In the wake of IRL driver Paul Dana’s death this year, though, the notion of letting the inexperienced and the rusty into one of America’s top races is once again coming under scrutiny. Some think it’s the key safety issue for the Indy Racing League, which has set the trend in so many other areas involving safety and auto racing.

“Some guys have more experience than others,” said P.J. Jones, son of 1963 champion Parnelli Jones, who has bounced around in NASCAR and open-wheel over the years and will make his first start of 2006 on Sunday.

“Some guys are a little crazier than the others. We can all make mistakes, no matter what the experience.”

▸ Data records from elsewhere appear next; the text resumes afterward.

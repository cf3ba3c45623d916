//! Builders for scorekeeper stdin scripts.
//!
//! ```
//! use scorekeeper_test_support::script::round_script;
//!
//! let s = round_script(&["Ann", "Bo"], &[1, 0], &[1, 1]);
//! assert_eq!(s, "bid Ann 1\nbid Bo 0\ngot Ann 1\ngot Bo 1\ncommit\n");
//! ```

use std::fmt::Write;

/// Bid every player, record every achieved count, then commit.
///
/// Panics if the slices differ in length.
pub fn round_script(players: &[&str], bids: &[u16], achieved: &[u16]) -> String {
    assert_eq!(players.len(), bids.len(), "one bid per player");
    assert_eq!(players.len(), achieved.len(), "one achieved count per player");

    let mut out = String::new();
    for (player, bid) in players.iter().zip(bids) {
        let _ = writeln!(out, "bid {player} {bid}");
    }
    for (player, got) in players.iter().zip(achieved) {
        let _ = writeln!(out, "got {player} {got}");
    }
    out.push_str("commit\n");
    out
}

/// Join raw command lines into one newline-terminated script.
pub fn lines<I, S>(commands: I) -> String
where
    I: IntoIterator<Item = S>,
    S: AsRef<str>,
{
    commands.into_iter().fold(String::new(), |mut out, cmd| {
        out.push_str(cmd.as_ref());
        out.push('\n');
        out
    })
}
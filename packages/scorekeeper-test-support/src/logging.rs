//! Unified test logging initialization
//!
//! Used by integration test binaries through a `ctor` hook in `tests/common`.

use once_cell::sync::OnceCell;
use tracing_subscriber::{fmt, EnvFilter};

static INITIALIZED: OnceCell<()> = OnceCell::new();

/// Initialize logging for tests. Idempotent and race-safe.
///
/// Level precedence:
///
/// 1. `TEST_LOG` environment variable (preferred)
/// 2. `RUST_LOG` environment variable (fallback)
/// 3. `"warn"` (default, quiet)
pub fn init() {
    INITIALIZED.get_or_init(|| {
        let filter = std::env::var("TEST_LOG")
            .or_else(|_| std::env::var("RUST_LOG"))
            .map(EnvFilter::new)
            .unwrap_or_else(|_| EnvFilter::new("warn"));

        fmt()
            .with_env_filter(filter)
            .with_test_writer() // Critical for cargo/nextest capture
            .without_time()
            .try_init()
            .ok();

        tracing::debug!("test logging initialized");
    });
}
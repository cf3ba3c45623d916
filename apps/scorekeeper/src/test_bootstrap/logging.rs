#![cfg(test)]

//! Test logging for unit tests.
//!
//! Level precedence: `TEST_LOG`, then `RUST_LOG`, then `"warn"`.
//!
//! ```bash
//! TEST_LOG=debug cargo test -p scorekeeper
//! ```

use once_cell::sync::OnceCell;
use tracing_subscriber::{fmt, EnvFilter};

static INITIALIZED: OnceCell<()> = OnceCell::new();

/// Idempotent; safe to call from every test.
pub fn init() {
    INITIALIZED.get_or_init(|| {
        let filter = std::env::var("TEST_LOG")
            .or_else(|_| std::env::var("RUST_LOG"))
            .map(EnvFilter::new)
            .unwrap_or_else(|_| EnvFilter::new("warn"));

        fmt()
            .with_env_filter(filter)
            .with_test_writer()
            .without_time()
            .try_init()
            .ok();
    });
}
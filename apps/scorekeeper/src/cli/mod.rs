//! Interactive front end: command parsing, text rendering, and the session loop.

pub mod command;
pub mod render;
pub mod session;

pub use command::{Command, CommandError};
pub use session::{Session, SessionEnd, SessionOptions};
/// Bonus for hitting a bid exactly, before the per-unit reward.
pub const EXACT_BID_BONUS: i32 = 10;

/// Points per unit of bid (exact) or of miss (otherwise).
pub const POINTS_PER_UNIT: i32 = 2;

/// Round score for one player.
///
/// An exact bid earns `10 + 2 * bid`. Otherwise the score is
/// `-2 * (bid - achieved)`: overshooting the achieved count costs points,
/// achieving more than the bid earns them.
pub fn round_score(bid: u16, achieved: u16) -> i32 {
    let bid = i32::from(bid);
    let achieved = i32::from(achieved);
    if bid == achieved {
        EXACT_BID_BONUS + POINTS_PER_UNIT * bid
    } else {
        -POINTS_PER_UNIT * (bid - achieved)
    }
}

Dana’s accident during a warm-up lap before the race in Homestead was an eye-opener, though.

Here was a 30-year-old former racing reporter who worked his way up with some middling success in the Indy Pro Series, the triple-A league for IndyCar.

He had always dreamed of driving in the big-time and had worked as a mechanic, racing instructor and marketing rep. But was he ready when he debuted as a regular this year, taking his car for laps at 200 mph along the 1.5-mile oval at Homestead?

It appeared Dana never slowed down before he hit Ed Carpenter’s car, which had crashed moments before and bounced off the wall.

Did Dana see the caution lights flashing along the speedway walls, or listen to his spotter, who was trying to warn him of the wreck ahead? Would a more experienced veteran have seen all the clear signs that warn a driver of danger?

“I think Paul, obviously, progressed in the way any career progresses,” said Jeff Simmons, the 2002 Indy Pro League champion who took over Dana’s car after his death. “He earned his way here. He qualified ninth for that race against a good field. Unfortunately, he won’t get a chance to prove his detractors wrong.”

Among the other part-timers taking part in Sunday’s race are:

-Rookie Thiago Medeiros, who hasn’t done any steady racing since 2004 and qualified last of 33 cars after persistence and his own money helped him stay in the loop.

-Rookie Arie Luyendyk Jr., son of the two-time champion, whose dad helped finance this trip.

-Roger Yasukawa, a regular on the IRL last year who was without a ride this year until last week, when he replaced Jon Herb for Playa Del Racing.

-Airton Dare, who hasn’t raced with any regularity since 2003, but got funding from Sam Schmidt Motorsports to find his way to Indy this year.

-A.J. Foyt’s son, Larry, who has made it through a total of 68 of 400 laps over his first two races at Indy and said his goal this year isn’t winning, “but just to get to the checkered flag.”

“This is a tough place to learn how to drive this car,” Foyt said.

Of course, veterans and youngsters alike acknowledge the dangers and vagaries of race-car driving. Very few would admit to being afraid.

“But yeah, you keep an eye on who’s racing beside you,” said 1996 champion Buddy Lazier. “If it’s someone who doesn’t have a lot of experience, no, I don’t want to run with them. This is a risky sport. You only get a few opportunities in your life to be out there. You don’t want someone who doesn’t know what he’s doing to ruin that for you.”

The qualifying procedure for the Indy 500 is very different from that of most big-time sports. For a golfer to tee it up at the Masters, he must have a certain ranking on the money list or have won a major tournament in recent years. At Wimbledon, tennis players make it via their rankings, a few wild card spots and a few precious spots available to those who make it through a difficult circuit of qualifying matches. Even in NASCAR, where money can field a car, there are often more cars than spots available.

But at this year’s Indy 500, all 33 drivers who wanted to race will race come Sunday. Nobody got pushed off the bubble. There’s a good chance not all are ready to tackle Indianapolis Motor Speedway at 220 mph.

“If they can field a car out here, they deserve a ride as much as anyone,” Lazier said. “It’s not up to me to say who should and who shouldn’t be out there.”

And, as Tony Kanaan said, there’s only one way for inexperienced drivers to become experienced. By racing.

“You go out there thinking the people out there are very capable, regardless of their experience,” he said. “I’m not afraid to race against anyone. It’s auto racing. There’s going to be some danger no matter what.”